***** EXTRACTED MATERIAL *****
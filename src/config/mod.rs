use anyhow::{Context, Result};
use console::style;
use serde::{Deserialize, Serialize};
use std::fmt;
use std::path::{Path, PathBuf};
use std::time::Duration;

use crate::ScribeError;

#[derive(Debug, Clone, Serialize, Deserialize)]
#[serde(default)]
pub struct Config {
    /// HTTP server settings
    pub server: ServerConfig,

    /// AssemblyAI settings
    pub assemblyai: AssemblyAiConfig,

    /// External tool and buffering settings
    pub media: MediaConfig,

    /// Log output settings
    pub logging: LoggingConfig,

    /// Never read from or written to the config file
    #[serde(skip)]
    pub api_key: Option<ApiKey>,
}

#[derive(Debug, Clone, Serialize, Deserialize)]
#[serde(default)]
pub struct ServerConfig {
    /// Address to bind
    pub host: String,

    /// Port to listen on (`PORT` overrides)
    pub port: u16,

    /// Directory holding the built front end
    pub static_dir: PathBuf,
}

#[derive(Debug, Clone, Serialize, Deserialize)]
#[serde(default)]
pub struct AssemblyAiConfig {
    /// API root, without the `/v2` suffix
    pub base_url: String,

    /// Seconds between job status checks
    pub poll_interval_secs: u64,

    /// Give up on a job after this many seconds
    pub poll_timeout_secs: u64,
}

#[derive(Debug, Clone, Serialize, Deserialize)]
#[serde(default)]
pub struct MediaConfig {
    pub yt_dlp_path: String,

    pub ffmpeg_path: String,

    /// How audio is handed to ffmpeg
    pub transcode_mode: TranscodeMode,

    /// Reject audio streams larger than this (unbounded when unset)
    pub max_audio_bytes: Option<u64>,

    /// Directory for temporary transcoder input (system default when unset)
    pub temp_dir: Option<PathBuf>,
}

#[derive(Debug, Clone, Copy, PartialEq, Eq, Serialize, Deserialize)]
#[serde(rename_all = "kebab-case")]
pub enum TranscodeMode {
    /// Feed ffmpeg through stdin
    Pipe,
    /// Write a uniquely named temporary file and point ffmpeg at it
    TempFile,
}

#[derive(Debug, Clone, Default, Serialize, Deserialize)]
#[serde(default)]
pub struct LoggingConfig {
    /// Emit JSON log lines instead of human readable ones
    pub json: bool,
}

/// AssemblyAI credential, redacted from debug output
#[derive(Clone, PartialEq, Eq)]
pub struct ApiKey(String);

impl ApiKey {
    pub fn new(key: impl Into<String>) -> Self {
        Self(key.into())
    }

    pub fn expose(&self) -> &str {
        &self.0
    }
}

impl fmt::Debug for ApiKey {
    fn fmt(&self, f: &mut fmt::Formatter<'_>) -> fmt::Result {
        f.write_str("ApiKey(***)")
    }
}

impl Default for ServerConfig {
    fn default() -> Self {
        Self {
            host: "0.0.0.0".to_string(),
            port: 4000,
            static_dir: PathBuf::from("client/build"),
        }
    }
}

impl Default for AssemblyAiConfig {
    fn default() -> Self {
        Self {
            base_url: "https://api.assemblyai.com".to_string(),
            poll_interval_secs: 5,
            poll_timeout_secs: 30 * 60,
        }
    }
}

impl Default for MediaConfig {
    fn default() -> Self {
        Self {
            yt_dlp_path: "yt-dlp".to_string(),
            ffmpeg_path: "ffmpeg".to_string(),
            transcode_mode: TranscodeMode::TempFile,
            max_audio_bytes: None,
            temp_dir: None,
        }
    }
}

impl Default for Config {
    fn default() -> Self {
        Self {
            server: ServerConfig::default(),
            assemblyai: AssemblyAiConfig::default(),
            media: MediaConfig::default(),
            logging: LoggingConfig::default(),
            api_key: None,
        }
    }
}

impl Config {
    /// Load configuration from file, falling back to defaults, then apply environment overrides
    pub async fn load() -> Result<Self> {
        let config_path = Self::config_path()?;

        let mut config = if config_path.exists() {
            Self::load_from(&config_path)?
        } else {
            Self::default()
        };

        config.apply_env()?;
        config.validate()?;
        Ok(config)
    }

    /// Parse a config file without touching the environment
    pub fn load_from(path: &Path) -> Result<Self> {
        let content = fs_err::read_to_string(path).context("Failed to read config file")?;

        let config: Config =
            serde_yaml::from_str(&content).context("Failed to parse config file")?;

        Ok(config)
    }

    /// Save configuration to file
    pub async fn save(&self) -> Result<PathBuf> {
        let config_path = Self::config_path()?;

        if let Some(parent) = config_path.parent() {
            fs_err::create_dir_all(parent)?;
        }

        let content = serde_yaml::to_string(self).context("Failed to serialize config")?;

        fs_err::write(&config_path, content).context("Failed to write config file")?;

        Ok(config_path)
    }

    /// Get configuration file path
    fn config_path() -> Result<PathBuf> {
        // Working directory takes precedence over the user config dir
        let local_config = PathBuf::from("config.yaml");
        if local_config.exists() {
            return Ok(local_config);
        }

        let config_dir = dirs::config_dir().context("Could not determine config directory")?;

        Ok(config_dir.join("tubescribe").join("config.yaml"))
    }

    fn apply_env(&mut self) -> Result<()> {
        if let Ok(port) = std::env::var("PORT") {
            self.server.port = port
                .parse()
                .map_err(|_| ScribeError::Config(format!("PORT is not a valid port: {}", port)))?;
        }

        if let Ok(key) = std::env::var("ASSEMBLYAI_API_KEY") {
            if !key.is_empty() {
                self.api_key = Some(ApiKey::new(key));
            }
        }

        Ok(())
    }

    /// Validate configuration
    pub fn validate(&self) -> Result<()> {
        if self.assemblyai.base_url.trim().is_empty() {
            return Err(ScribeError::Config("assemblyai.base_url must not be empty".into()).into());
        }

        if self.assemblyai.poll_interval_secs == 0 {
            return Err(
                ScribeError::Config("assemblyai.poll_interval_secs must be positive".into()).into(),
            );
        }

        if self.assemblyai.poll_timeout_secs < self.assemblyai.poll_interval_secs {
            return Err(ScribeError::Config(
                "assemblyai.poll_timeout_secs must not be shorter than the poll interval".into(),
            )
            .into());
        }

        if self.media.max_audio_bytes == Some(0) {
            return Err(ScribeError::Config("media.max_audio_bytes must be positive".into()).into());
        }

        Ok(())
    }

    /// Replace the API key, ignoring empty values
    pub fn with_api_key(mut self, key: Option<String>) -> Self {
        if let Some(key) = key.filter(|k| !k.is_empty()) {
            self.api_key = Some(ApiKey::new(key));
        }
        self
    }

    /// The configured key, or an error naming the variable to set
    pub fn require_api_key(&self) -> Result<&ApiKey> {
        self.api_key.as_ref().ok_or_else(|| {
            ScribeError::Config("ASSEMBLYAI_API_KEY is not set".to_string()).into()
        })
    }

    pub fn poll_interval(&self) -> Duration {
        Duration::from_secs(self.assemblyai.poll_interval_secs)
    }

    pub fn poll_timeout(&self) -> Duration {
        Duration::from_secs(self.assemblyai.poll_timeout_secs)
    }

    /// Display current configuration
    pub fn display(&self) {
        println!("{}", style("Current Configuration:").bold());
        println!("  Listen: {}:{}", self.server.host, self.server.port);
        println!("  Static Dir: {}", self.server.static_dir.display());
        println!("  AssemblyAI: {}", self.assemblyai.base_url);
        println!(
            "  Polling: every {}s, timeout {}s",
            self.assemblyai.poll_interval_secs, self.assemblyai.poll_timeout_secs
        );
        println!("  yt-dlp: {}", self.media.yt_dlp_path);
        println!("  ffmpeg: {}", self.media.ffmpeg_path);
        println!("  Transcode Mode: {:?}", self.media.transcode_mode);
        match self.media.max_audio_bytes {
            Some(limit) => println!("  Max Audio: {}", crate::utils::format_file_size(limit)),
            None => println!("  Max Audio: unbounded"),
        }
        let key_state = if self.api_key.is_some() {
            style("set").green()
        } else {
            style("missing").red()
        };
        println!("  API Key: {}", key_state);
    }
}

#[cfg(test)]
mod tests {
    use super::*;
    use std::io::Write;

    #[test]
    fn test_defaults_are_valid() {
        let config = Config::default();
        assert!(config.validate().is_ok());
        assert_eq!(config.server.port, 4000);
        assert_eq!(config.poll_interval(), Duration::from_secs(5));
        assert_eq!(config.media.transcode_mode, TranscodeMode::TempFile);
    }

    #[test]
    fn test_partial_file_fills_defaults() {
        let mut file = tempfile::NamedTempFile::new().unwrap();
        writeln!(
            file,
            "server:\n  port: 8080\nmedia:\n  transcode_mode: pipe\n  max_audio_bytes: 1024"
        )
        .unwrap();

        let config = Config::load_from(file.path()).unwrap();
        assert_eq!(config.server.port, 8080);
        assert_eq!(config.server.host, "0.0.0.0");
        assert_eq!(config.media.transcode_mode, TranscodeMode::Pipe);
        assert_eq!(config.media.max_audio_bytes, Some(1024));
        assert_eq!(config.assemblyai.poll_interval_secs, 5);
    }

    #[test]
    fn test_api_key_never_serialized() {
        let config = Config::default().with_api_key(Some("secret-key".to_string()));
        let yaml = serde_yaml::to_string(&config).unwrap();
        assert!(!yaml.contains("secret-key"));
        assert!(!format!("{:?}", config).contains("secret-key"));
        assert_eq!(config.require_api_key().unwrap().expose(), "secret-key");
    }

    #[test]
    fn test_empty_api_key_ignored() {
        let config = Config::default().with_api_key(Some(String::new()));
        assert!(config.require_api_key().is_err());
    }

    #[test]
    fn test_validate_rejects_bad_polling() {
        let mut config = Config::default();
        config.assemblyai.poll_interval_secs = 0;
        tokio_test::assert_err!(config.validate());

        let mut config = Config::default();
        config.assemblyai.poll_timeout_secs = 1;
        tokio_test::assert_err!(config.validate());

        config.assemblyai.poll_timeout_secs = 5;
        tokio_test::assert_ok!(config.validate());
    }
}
*****
= WHAT NEEDS TO BE DONE =
When a line holds the string "parent", pull it out of the listing.

= YOUR RESPONSE =
        if let Some(parent) = config_path.parent() {
            fs_err::create_dir_all(parent)?;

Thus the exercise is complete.